29 janeiro, 2015

Dos voos

    Ontem, visitando uma pessoa da família, recuperei o fôlego.
   Ela já bem doente e idosa respirava, falava e fazia as coisas com dificuldade. Um tanto fraca e frágil ela só ria e fazia brincadeiras. De nada reclamava, mas em tudo tinha esperança. E o seu assunto mais frequente era: 'está chegando o meu dia'. Mas de maneira alguma fazia disso um pesar ou um medo, ao contrário, era como alguém ansioso por uma grande festa! As pessoas à sua volta teimavam para que tomasse remédios ou fosse a um médico. Diziam que ela precisava viver muito ainda porque precisávamos dela. Ela relutava e dizia que não. Batia o pé porque queria ir 'cuidar do jardim de São Pedro'. Ela dizia com convicção que 'o andar de cima deve ser bem melhor que aqui porque ninguém volta de lá'.
    A que ponto me apeguei tanto a essa condição que prefiro usar um vestido velho a me trajar com vestes de gala? Quem fez com que esquecêssemos que há algo ainda reservado a nós, uma festa interminável e um dia que jamais se tornará noite? Sem fome nem sede, sem choro, sem dor. 
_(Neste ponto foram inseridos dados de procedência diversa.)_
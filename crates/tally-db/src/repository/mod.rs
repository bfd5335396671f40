//! # Repository Module
//!
//! Database repositories for the Tally engine.
//!
//! ## Two Calling Styles
//! ```text
//! ┌─────────────────────────────────────────────────────────────────────────┐
//! │  Standalone (owns its unit of work)                                     │
//! │                                                                         │
//! │     db.products().insert(&new, actor)                                  │
//! │     db.stock().record_movement(id, Δ, cause, actor, note)              │
//! │     db.sales().get_by_id(id)                                           │
//! │                                                                         │
//! │  Composed (runs inside the caller's transaction)                       │
//! │                                                                         │
//! │     let mut tx = db.begin().await?;                                    │
//! │     StockLedger::record_movement_in(&mut tx, movement)                 │
//! │     SaleRepository::insert_in(&mut tx, &sale)                          │
//! │     AuditRepository::append_in(&mut tx, event)                         │
//! │     tx.commit().await?;                                                │
//! │                                                                         │
//! │  `*_in` functions take `&mut SqliteConnection` and never commit.       │
//! └─────────────────────────────────────────────────────────────────────────┘
//! ```
//!
//! ## Available Repositories
//!
//! - [`ProductRepository`](product::ProductRepository) - Catalog CRUD
//! - [`SaleRepository`](sale::SaleRepository) - Sales and sale items
//! - [`StockLedger`](stock::StockLedger) - Quantities and movements
//! - [`AuditRepository`](audit::AuditRepository) - Append-only audit log

pub mod audit;
pub mod product;
pub mod sale;
pub mod stock;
   Algo em mim me apertava o coração e, ao mesmo tempo me dava uma sensação de liberdade imensa. A alma sabe quando está perto de casa, porque nada lhe é tão precioso. Exilada aqui é como um passarinho que não pode voar. Só canta. Ela sabe quando poderá, ao mesmo tempo, voar e cantar. A alma certa do seu lugar a nada aqui se apega porque não quer pesos que lhe atrapalhem as asas. Nada lhe custa deixar porque sabe que em seu lugar há um Tudo, somente seu.